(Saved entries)

################

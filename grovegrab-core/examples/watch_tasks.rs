use anyhow::Result;
use grovegrab_core::{HttpTaskSource, TaskTracker, TrackerConfig, TrackerEvent};
use std::{sync::Arc, time::Duration};

#[tokio::main]
async fn main() -> Result<()> {
    let server = std::env::args()
        .nth(1)
        .unwrap_or_else(|| "http://localhost:5000".to_string());
    println!("🛰️ 监听下载任务: {server}");

    let source = HttpTaskSource::new(server)?;
    let (tracker, mut events) = TaskTracker::new(Arc::new(source), TrackerConfig::default());
    let poller = tracker.start();

    // 事件监听器
    let listener = tokio::spawn(async move {
        while let Some(event) = events.recv().await {
            match event {
                TrackerEvent::TaskAppeared { task_id, status } => {
                    println!("🆕 新任务 {task_id} ({status})");
                }
                TrackerEvent::TaskStatusChanged { task_id, from, to } => {
                    println!("🔄 {task_id}: {from} -> {to}");
                }
                TrackerEvent::TaskRemoved { task_id } => {
                    println!("🗑️ 任务已删除: {task_id}");
                }
                TrackerEvent::PollFailed { message } => {
                    eprintln!("⚠️ 刷新失败: {message}");
                }
            }
        }
    });

    tokio::time::sleep(Duration::from_secs(30)).await;

    let snapshot = tracker.snapshot();
    let songs = snapshot.song_list();
    println!(
        "📊 已完成 {} 首，下载中 {} 首，待下载 {} 首，失败 {} 首",
        songs.downloaded.len(),
        songs.downloading.len(),
        songs.pending_count(),
        songs.failed.len()
    );

    poller.stop();
    listener.abort();
    println!("✅ 已停止");
    Ok(())
}
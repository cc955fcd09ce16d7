//! `PplClient`: sends one PPL command at a time and matches its reply,
//! grounded on `client.py`'s `PplClient.send_command` (`queryLock` mutex)
//! and `PplQuery.execute` (subscribe, send, await with timeout,
//! `GenericError` surfaces as `ResponseError`).

use std::net::SocketAddr;
use std::sync::atomic::{AtomicU8, Ordering};
use std::sync::Mutex;
use std::time::Duration;

use crate::error::{QueryError, ResponseError};
use crate::ppl::protocol::{deserialize_message, serialize_message};
use crate::ppl::subprotocols::PplPacket;
use crate::query;
use crate::transport::UdpTransport;

/// Default time to wait for a PPL reply before giving up.
pub const DEFAULT_TIMEOUT: Duration = Duration::from_secs(2);

/// A PPL client bound to one transport and one peer address.
pub struct PplClient {
    transport: UdpTransport,
    peer: SocketAddr,
    next_seq: AtomicU8,
    // Serializes `send_command` calls: the (N+1)th call only starts once
    // the Nth has resolved or failed, matching the source's single
    // outstanding query per client.
    query_lock: Mutex<()>,
    timeout: Duration,
}

impl PplClient {
    /// Builds a client that talks PPL to `peer` over a fresh, locally bound
    /// transport.
    pub fn new(peer: SocketAddr) -> std::io::Result<Self> {
        let transport = UdpTransport::bind("0.0.0.0:0".parse().unwrap())?;
        Ok(Self {
            transport,
            peer,
            next_seq: AtomicU8::new(0),
            query_lock: Mutex::new(()),
            timeout: DEFAULT_TIMEOUT,
        })
    }

    /// Overrides the reply timeout (defaults to [`DEFAULT_TIMEOUT`]).
    pub fn with_timeout(mut self, timeout: Duration) -> Self {
        self.timeout = timeout;
        self
    }

    /// The transport this client sends and receives on.
    pub fn transport(&self) -> &UdpTransport {
        &self.transport
    }

    /// The peer address this client targets.
    pub fn peer(&self) -> SocketAddr {
        self.peer
    }

    /// Sends `request` and waits for a matching reply: same subprotocol,
    /// same sequence number. A `GenericError` reply is surfaced as a
    /// [`ResponseError`] rather than returned to the caller as data.
    pub fn send_command(&self, request: PplPacket) -> Result<PplPacket, QueryError> {
        let _held = self.query_lock.lock().unwrap();

        let seq = self.next_seq.fetch_add(1, Ordering::Relaxed);
        let subprotocol = request.subprotocol_id();
        let frame = serialize_message(seq, &request)?;

        let datagram = query::execute(
            &self.transport,
            self.peer,
            frame,
            move |d| {
                d.data.len() >= crate::ppl::protocol::HEADER_SIZE
                    && d.data[2] == seq
                    && d.data[3] == subprotocol
            },
            self.timeout,
        )?;

        let (_, reply) = deserialize_message(&datagram.data)?;
        if let Some(err) = reply.as_generic_error() {
            return Err(ResponseError(format!("[{}] {}", err.code, err.message)).into());
        }

        Ok(reply)
    }
}
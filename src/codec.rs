//! The primitive and composite field codecs packets are built from.
//!
//! Every codec here packs into / unpacks from plain byte buffers rather than
//! tagged TLV structs: PPL and ERCI fields are positional, not tagged, so
//! there's no type byte on the wire the way there is in a tagstruct protocol.
//! Each codec is a zero-sized marker type implementing [`Codec`], mirroring
//! the source's `create_struct_fmt_type`/`create_array_type`/etc. factories,
//! but resolved at compile time instead of constructed dynamically.

use byteorder::{BigEndian, ByteOrder, LittleEndian, ReadBytesExt, WriteBytesExt};
use num_traits::{FromPrimitive, ToPrimitive};
use std::io::Write;
use std::net::Ipv4Addr;

use crate::error::{DeserializeError, SerializeError};

/// A fixed-shape field codec: packs a `Value` to bytes and back.
pub trait Codec {
    /// The Rust type this codec moves to and from the wire.
    type Value;

    /// The value used when a field is omitted from an input document.
    fn default_value() -> Self::Value;

    /// Append the wire encoding of `value` to `buf`.
    fn pack(value: &Self::Value, buf: &mut Vec<u8>) -> Result<(), SerializeError>;

    /// Decode a value from the front of `data`, returning the value and the
    /// number of bytes consumed.
    fn unpack(data: &[u8]) -> Result<(Self::Value, usize), DeserializeError>;
}

fn need(data: &[u8], len: usize) -> Result<(), DeserializeError> {
    if data.len() < len {
        Err(DeserializeError::UnexpectedEof {
            needed: len,
            available: data.len(),
        })
    } else {
        Ok(())
    }
}

macro_rules! int_codec {
    ($name:ident, $ty:ty, $order:ty, $read:ident, $write:ident, $size:expr) => {
        /// Fixed-width integer codec.
        #[derive(Debug, Clone, Copy, Default)]
        pub struct $name;

        impl Codec for $name {
            type Value = $ty;

            fn default_value() -> $ty {
                0
            }

            fn pack(value: &$ty, buf: &mut Vec<u8>) -> Result<(), SerializeError> {
                buf.$write::<$order>(*value)?;
                Ok(())
            }

            fn unpack(data: &[u8]) -> Result<($ty, usize), DeserializeError> {
                need(data, $size)?;
                let mut cur = &data[..$size];
                let v = cur.$read::<$order>()?;
                Ok((v, $size))
            }
        }
    };
}

macro_rules! byte_codec {
    ($name:ident, $ty:ty, $read:ident, $write:ident) => {
        /// Single-byte integer codec (no byte order to speak of).
        #[derive(Debug, Clone, Copy, Default)]
        pub struct $name;

        impl Codec for $name {
            type Value = $ty;

            fn default_value() -> $ty {
                0
            }

            fn pack(value: &$ty, buf: &mut Vec<u8>) -> Result<(), SerializeError> {
                buf.$write(*value)?;
                Ok(())
            }

            fn unpack(data: &[u8]) -> Result<($ty, usize), DeserializeError> {
                need(data, 1)?;
                let mut cur = &data[..1];
                let v = cur.$read()?;
                Ok((v, 1))
            }
        }
    };
}

byte_codec!(U8, u8, read_u8, write_u8);
byte_codec!(I8, i8, read_i8, write_i8);

int_codec!(U16Be, u16, BigEndian, read_u16, write_u16, 2);
int_codec!(U16Le, u16, LittleEndian, read_u16, write_u16, 2);
int_codec!(I16Be, i16, BigEndian, read_i16, write_i16, 2);
int_codec!(I16Le, i16, LittleEndian, read_i16, write_i16, 2);
int_codec!(U32Be, u32, BigEndian, read_u32, write_u32, 4);
int_codec!(U32Le, u32, LittleEndian, read_u32, write_u32, 4);
int_codec!(I32Be, i32, BigEndian, read_i32, write_i32, 4);
int_codec!(I32Le, i32, LittleEndian, read_i32, write_i32, 4);
int_codec!(U64Be, u64, BigEndian, read_u64, write_u64, 8);
int_codec!(U64Le, u64, LittleEndian, read_u64, write_u64, 8);
int_codec!(I64Be, i64, BigEndian, read_i64, write_i64, 8);
int_codec!(I64Le, i64, LittleEndian, read_i64, write_i64, 8);
int_codec!(F32Be, f32, BigEndian, read_f32, write_f32, 4);
int_codec!(F32Le, f32, LittleEndian, read_f32, write_f32, 4);
int_codec!(F64Be, f64, BigEndian, read_f64, write_f64, 8);
int_codec!(F64Le, f64, LittleEndian, read_f64, write_f64, 8);

/// Big-endian IPv4 address (network byte order, the common case).
#[derive(Debug, Clone, Copy, Default)]
pub struct Ipv4Be;

impl Codec for Ipv4Be {
    type Value = Ipv4Addr;

    fn default_value() -> Ipv4Addr {
        Ipv4Addr::UNSPECIFIED
    }

    fn pack(value: &Ipv4Addr, buf: &mut Vec<u8>) -> Result<(), SerializeError> {
        buf.write_all(&value.octets())?;
        Ok(())
    }

    fn unpack(data: &[u8]) -> Result<(Ipv4Addr, usize), DeserializeError> {
        need(data, 4)?;
        Ok((Ipv4Addr::new(data[0], data[1], data[2], data[3]), 4))
    }
}

/// Little-endian IPv4 address, matching a handful of legacy PPL fields that
/// store addresses byte-swapped relative to network order.
#[derive(Debug, Clone, Copy, Default)]
pub struct Ipv4Le;

impl Codec for Ipv4Le {
    type Value = Ipv4Addr;

    fn default_value() -> Ipv4Addr {
        Ipv4Addr::UNSPECIFIED
    }

    fn pack(value: &Ipv4Addr, buf: &mut Vec<u8>) -> Result<(), SerializeError> {
        let o = value.octets();
        buf.extend_from_slice(&[o[3], o[2], o[1], o[0]]);
        Ok(())
    }

    fn unpack(data: &[u8]) -> Result<(Ipv4Addr, usize), DeserializeError> {
        need(data, 4)?;
        Ok((Ipv4Addr::new(data[3], data[2], data[1], data[0]), 4))
    }
}

/// 6-byte MAC address, big-endian (network order).
#[derive(Debug, Clone, Copy, Default)]
pub struct MacCodec;

impl Codec for MacCodec {
    type Value = crate::mac::MacAddress;

    fn default_value() -> crate::mac::MacAddress {
        crate::mac::MacAddress::ZERO
    }

    fn pack(value: &crate::mac::MacAddress, buf: &mut Vec<u8>) -> Result<(), SerializeError> {
        buf.extend_from_slice(&value.octets());
        Ok(())
    }

    fn unpack(data: &[u8]) -> Result<(crate::mac::MacAddress, usize), DeserializeError> {
        need(data, 6)?;
        let mut octets = [0u8; 6];
        octets.copy_from_slice(&data[..6]);
        Ok((crate::mac::MacAddress::from_octets(octets), 6))
    }
}

/// A `u16`-length-prefixed string. Packed as Latin-1 (each `char` truncated
/// to its low byte); unpacked as UTF-8. This asymmetry is inherited directly
/// from the system this runtime replaces and is deliberate, not a bug — see
/// DESIGN.md.
#[derive(Debug, Clone, Copy, Default)]
pub struct SizedString;

impl Codec for SizedString {
    type Value = String;

    fn default_value() -> String {
        String::new()
    }

    fn pack(value: &String, buf: &mut Vec<u8>) -> Result<(), SerializeError> {
        if value.chars().count() > u16::MAX as usize {
            return Err(SerializeError::StringTooLong {
                value: value.clone(),
                max: u16::MAX as usize,
            });
        }
        let latin1: Vec<u8> = value.chars().map(|c| c as u32 as u8).collect();
        buf.write_u16::<BigEndian>(latin1.len() as u16)?;
        buf.extend_from_slice(&latin1);
        Ok(())
    }

    fn unpack(data: &[u8]) -> Result<(String, usize), DeserializeError> {
        need(data, 2)?;
        let len = BigEndian::read_u16(&data[..2]) as usize;
        need(&data[2..], len)?;
        let bytes = &data[2..2 + len];
        let s = String::from_utf8_lossy(bytes).into_owned();
        Ok((s, 2 + len))
    }
}

/// A `u16`-element-count-prefixed array of homogeneous elements.
pub struct VariableArray<T>(std::marker::PhantomData<T>);

impl<T: Codec> VariableArray<T> {
    /// Pack `values` with a `u16` big-endian element count prefix.
    pub fn pack(values: &[T::Value], buf: &mut Vec<u8>) -> Result<(), SerializeError> {
        if values.len() > u16::MAX as usize {
            return Err(SerializeError::CollectionTooLong {
                len: values.len(),
                max: u16::MAX as usize,
            });
        }
        buf.write_u16::<BigEndian>(values.len() as u16)?;
        for v in values {
            T::pack(v, buf)?;
        }
        Ok(())
    }

    /// Unpack a `u16`-count-prefixed array, returning the elements and total
    /// bytes consumed (including the count prefix).
    pub fn unpack(data: &[u8]) -> Result<(Vec<T::Value>, usize), DeserializeError> {
        need(data, 2)?;
        let count = BigEndian::read_u16(&data[..2]) as usize;
        let mut offset = 2;
        let mut out = Vec::with_capacity(count);
        for _ in 0..count {
            let (v, n) = T::unpack(&data[offset..])?;
            out.push(v);
            offset += n;
        }
        Ok((out, offset))
    }
}

/// A fixed-length array of exactly `N` elements, with no length prefix.
pub struct FixedArray<T, const N: usize>(std::marker::PhantomData<T>);

impl<T: Codec, const N: usize> FixedArray<T, N>
where
    T::Value: Copy + Default,
{
    /// Pack exactly `N` elements, with no length prefix.
    pub fn pack(values: &[T::Value; N], buf: &mut Vec<u8>) -> Result<(), SerializeError> {
        for v in values {
            T::pack(v, buf)?;
        }
        Ok(())
    }

    /// Unpack exactly `N` elements.
    pub fn unpack(data: &[u8]) -> Result<([T::Value; N], usize), DeserializeError> {
        let mut out = [T::Value::default(); N];
        let mut offset = 0;
        for slot in out.iter_mut() {
            let (v, n) = T::unpack(&data[offset..])?;
            *slot = v;
            offset += n;
        }
        Ok((out, offset))
    }
}

/// TLV quad-length framing used by `DeviceDiagnostics`: a one-byte length
/// field counts 4-byte quads covering the tag byte plus payload,
/// `ceil((1 + payload.len()) / 4)`, with zero padding to the quad boundary.
/// A quad count of 0 or 1 can't hold a tag byte plus any real payload, so
/// it's never produced by `pack` and is rejected by `unpack`.
pub struct Tlv;

impl Tlv {
    /// Number of quads needed to hold a 1-byte tag plus `payload_len` bytes,
    /// clamped to the minimum of 2 quads a valid TLV entry requires.
    pub fn quad_count(payload_len: usize) -> usize {
        (1 + payload_len).div_ceil(4).max(2)
    }

    /// Pack `tag` and `payload` into a quad-aligned, zero-padded TLV entry.
    pub fn pack(tag: u8, payload: &[u8], buf: &mut Vec<u8>) -> Result<(), SerializeError> {
        let quads = Self::quad_count(payload.len());
        if quads > u8::MAX as usize {
            return Err(SerializeError::CollectionTooLong {
                len: payload.len(),
                max: (u8::MAX as usize) * 4 - 1,
            });
        }
        buf.write_u8(quads as u8)?;
        buf.write_u8(tag)?;
        buf.extend_from_slice(payload);
        let total = quads * 4;
        let written = 2 + payload.len();
        buf.resize(buf.len() + total.saturating_sub(written), 0);
        Ok(())
    }

    /// Unpack a TLV entry, returning `(tag, padded_payload, bytes_consumed)`.
    /// The payload includes any zero padding; callers that embed a further
    /// length or terminator inside it are responsible for trimming it.
    pub fn unpack(data: &[u8]) -> Result<(u8, Vec<u8>, usize), DeserializeError> {
        need(data, 1)?;
        let quads = data[0] as usize;
        if quads < 2 {
            return Err(DeserializeError::TlvTooShort(quads));
        }
        let total = quads * 4;
        need(data, total)?;
        let tag = data[1];
        let payload = data[2..total].to_vec();
        Ok((tag, payload, total))
    }
}

/// An enum codec over an underlying `u8` discriminant, requiring the enum to
/// define a zero member (enforced once at registry build time via
/// [`EnumSpec::validate_has_zero`], not on every decode). Discriminant
/// conversion is provided by a `#[derive(Primitive)]` (`enum_primitive_derive`)
/// on the implementing enum, not by a hand-written lookup table.
pub trait EnumSpec: FromPrimitive + ToPrimitive + Copy + 'static {
    /// Human-readable name used in error messages.
    const NAME: &'static str;

    /// Converts to the wire discriminant.
    fn to_u8(self) -> u8 {
        ToPrimitive::to_u8(&self).expect("Primitive-derived enum always fits in a u8")
    }

    /// Panics if this enum has no zero-valued member, per the codec
    /// invariant that every wire enum must decode byte `0` to something.
    fn validate_has_zero() {
        assert!(
            Self::from_u8(0).is_some(),
            "enum {} has no zero member, violating the codec's zero-member invariant",
            Self::NAME
        );
    }
}

/// Codec for any [`EnumSpec`], backed by a single wire byte.
pub struct Enum<E>(std::marker::PhantomData<E>);

impl<E: EnumSpec> Codec for Enum<E> {
    type Value = E;

    fn default_value() -> E {
        E::from_u8(0).expect("enum codec requires a zero member")
    }

    /// Pack the enum's discriminant byte.
    fn pack(value: &E, buf: &mut Vec<u8>) -> Result<(), SerializeError> {
        buf.write_u8(value.to_u8())?;
        Ok(())
    }

    /// Unpack a discriminant byte, failing if it names no variant.
    fn unpack(data: &[u8]) -> Result<(E, usize), DeserializeError> {
        need(data, 1)?;
        let raw = data[0];
        E::from_u8(raw)
            .map(|e| (e, 1))
            .ok_or(DeserializeError::InvalidEnumValue(raw as i64, E::NAME))
    }
}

################

YOUR INSTRUCTIONS: Look through the entries and return each line that has the word "TrackerEvent" in it.

REPLY TO THE EXERCISE:
use grovegrab_core::{HttpTaskSource, TaskTracker, TrackerConfig, TrackerEvent};
                TrackerEvent::TaskAppeared { task_id, status } => {
                TrackerEvent::TaskStatusChanged { task_id, from, to } => {
                TrackerEvent::TaskRemoved { task_id } => {
                TrackerEvent::PollFailed { message } => {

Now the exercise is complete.